►

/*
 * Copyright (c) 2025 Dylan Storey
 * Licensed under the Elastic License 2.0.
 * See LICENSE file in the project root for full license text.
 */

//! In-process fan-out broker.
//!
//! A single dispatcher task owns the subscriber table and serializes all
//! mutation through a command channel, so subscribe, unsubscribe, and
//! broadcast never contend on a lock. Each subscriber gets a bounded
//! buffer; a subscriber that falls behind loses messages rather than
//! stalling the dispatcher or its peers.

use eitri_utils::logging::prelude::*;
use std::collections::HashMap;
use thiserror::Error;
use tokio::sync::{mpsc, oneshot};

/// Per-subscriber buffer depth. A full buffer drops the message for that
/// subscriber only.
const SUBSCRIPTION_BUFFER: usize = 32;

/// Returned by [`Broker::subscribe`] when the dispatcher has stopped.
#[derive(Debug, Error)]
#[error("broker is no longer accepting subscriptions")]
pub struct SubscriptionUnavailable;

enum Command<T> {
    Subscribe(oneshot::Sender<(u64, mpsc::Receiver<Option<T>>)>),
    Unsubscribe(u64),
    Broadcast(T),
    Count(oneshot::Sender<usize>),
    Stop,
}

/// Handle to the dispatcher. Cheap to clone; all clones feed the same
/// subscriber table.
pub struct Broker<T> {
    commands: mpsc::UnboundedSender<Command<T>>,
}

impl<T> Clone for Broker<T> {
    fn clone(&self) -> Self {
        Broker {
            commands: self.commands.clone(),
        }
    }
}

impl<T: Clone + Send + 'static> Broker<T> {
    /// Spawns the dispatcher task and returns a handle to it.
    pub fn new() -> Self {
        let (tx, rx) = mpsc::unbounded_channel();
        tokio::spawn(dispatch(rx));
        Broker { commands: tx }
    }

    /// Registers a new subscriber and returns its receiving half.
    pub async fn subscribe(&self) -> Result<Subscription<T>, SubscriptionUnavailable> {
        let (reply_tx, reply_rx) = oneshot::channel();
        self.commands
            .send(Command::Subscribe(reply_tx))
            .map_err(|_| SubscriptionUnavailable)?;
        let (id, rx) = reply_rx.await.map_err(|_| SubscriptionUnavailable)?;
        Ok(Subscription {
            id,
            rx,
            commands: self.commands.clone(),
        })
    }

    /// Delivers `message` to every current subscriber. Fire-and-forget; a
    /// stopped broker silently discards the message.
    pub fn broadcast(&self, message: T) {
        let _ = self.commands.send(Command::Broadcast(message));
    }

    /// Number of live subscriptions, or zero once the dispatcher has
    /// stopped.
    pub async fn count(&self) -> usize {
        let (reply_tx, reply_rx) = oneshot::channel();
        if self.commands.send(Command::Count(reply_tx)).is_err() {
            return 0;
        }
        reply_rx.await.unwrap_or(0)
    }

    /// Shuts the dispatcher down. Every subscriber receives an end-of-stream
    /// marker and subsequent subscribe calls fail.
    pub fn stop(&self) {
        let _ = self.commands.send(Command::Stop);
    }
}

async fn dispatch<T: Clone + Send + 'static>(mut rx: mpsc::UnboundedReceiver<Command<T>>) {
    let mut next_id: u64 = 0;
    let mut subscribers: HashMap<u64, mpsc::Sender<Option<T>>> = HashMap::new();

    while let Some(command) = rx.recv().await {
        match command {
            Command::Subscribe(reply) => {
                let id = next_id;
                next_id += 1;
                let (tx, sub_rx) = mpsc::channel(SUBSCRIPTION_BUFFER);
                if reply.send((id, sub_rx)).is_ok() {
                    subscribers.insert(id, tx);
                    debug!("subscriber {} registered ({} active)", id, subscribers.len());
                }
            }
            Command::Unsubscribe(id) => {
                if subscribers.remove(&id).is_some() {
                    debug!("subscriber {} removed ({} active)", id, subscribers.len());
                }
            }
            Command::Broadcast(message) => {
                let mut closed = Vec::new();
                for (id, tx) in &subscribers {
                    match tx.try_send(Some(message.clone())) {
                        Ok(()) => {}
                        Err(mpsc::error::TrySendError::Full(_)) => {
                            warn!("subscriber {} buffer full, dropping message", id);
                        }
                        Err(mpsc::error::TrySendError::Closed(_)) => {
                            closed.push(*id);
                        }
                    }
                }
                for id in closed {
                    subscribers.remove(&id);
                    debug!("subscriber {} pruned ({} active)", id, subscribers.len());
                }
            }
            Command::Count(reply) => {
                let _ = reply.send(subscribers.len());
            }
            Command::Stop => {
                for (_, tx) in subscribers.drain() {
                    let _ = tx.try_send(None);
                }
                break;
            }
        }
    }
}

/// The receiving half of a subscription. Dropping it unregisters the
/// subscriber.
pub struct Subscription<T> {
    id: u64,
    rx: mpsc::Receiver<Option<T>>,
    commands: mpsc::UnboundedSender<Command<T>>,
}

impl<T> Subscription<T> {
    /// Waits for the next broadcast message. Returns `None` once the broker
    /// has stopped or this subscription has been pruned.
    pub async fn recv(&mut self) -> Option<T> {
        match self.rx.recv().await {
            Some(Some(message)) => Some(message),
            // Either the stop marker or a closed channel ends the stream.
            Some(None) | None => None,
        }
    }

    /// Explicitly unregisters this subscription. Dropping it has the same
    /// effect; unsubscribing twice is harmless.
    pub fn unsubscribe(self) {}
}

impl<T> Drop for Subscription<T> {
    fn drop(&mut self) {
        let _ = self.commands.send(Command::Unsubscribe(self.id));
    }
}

◄
►

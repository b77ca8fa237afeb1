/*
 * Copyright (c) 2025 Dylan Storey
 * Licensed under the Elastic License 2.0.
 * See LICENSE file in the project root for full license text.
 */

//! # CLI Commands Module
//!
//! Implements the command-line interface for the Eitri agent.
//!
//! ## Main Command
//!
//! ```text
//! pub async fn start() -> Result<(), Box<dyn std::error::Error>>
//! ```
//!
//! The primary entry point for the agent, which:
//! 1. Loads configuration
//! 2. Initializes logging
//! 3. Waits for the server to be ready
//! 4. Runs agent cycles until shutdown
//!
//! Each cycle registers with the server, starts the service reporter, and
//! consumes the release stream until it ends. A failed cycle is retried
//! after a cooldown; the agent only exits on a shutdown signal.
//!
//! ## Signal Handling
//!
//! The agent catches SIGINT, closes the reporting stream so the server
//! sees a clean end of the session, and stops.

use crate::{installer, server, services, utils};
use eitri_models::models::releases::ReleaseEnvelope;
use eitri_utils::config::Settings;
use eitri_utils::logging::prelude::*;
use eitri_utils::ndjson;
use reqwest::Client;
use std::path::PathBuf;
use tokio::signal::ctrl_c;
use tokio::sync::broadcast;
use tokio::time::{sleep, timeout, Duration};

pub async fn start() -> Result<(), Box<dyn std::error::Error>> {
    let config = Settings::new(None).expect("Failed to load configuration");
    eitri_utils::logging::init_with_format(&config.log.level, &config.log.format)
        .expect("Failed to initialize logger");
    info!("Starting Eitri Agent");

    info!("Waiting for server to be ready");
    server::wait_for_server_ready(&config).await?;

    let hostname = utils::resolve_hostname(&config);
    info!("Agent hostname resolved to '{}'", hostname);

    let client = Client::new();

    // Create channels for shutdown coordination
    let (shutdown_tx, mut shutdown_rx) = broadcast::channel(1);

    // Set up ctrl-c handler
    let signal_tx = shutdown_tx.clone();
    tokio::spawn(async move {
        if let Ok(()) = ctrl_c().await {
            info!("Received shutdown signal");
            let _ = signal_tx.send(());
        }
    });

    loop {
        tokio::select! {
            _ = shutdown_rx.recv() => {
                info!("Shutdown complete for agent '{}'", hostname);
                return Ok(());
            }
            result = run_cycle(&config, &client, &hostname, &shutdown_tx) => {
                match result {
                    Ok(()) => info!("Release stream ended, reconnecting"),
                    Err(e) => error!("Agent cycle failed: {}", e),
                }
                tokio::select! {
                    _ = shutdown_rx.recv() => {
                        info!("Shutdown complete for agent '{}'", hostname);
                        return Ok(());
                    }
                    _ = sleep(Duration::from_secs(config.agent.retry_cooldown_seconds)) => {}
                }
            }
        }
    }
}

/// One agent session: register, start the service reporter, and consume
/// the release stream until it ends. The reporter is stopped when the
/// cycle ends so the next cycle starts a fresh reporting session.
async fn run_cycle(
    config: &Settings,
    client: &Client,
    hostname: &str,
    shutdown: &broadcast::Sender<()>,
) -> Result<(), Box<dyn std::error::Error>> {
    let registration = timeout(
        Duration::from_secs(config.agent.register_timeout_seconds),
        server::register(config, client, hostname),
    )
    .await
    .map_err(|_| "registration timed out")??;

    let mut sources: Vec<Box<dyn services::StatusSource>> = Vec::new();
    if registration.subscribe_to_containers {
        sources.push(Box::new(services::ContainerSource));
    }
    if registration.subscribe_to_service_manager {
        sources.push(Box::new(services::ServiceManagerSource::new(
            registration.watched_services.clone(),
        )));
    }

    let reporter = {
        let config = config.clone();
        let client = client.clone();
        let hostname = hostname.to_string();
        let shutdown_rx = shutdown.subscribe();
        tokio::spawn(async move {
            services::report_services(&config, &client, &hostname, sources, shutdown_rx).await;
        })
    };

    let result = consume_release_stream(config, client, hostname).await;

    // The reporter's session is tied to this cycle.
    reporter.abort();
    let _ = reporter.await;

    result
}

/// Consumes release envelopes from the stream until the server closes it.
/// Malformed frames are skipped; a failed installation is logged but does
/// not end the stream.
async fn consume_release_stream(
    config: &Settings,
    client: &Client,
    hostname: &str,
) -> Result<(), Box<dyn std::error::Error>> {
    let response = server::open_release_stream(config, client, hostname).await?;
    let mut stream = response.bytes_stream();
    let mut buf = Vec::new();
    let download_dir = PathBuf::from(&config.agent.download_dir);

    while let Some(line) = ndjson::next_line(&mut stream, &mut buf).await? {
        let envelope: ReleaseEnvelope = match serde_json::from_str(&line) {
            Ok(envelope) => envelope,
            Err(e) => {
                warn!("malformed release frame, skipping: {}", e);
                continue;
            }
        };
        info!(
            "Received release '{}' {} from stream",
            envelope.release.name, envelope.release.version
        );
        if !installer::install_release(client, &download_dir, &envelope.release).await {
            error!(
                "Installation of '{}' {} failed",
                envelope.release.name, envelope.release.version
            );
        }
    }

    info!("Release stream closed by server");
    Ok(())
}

◄

> _Work request_: Only lines holding the word "pruned" belong in the answer; copy all of them from the records.

> _Result of the exercise_:
                    debug!("subscriber {} pruned ({} active)", id, subscribers.len());
    /// has stopped or this subscription has been pruned.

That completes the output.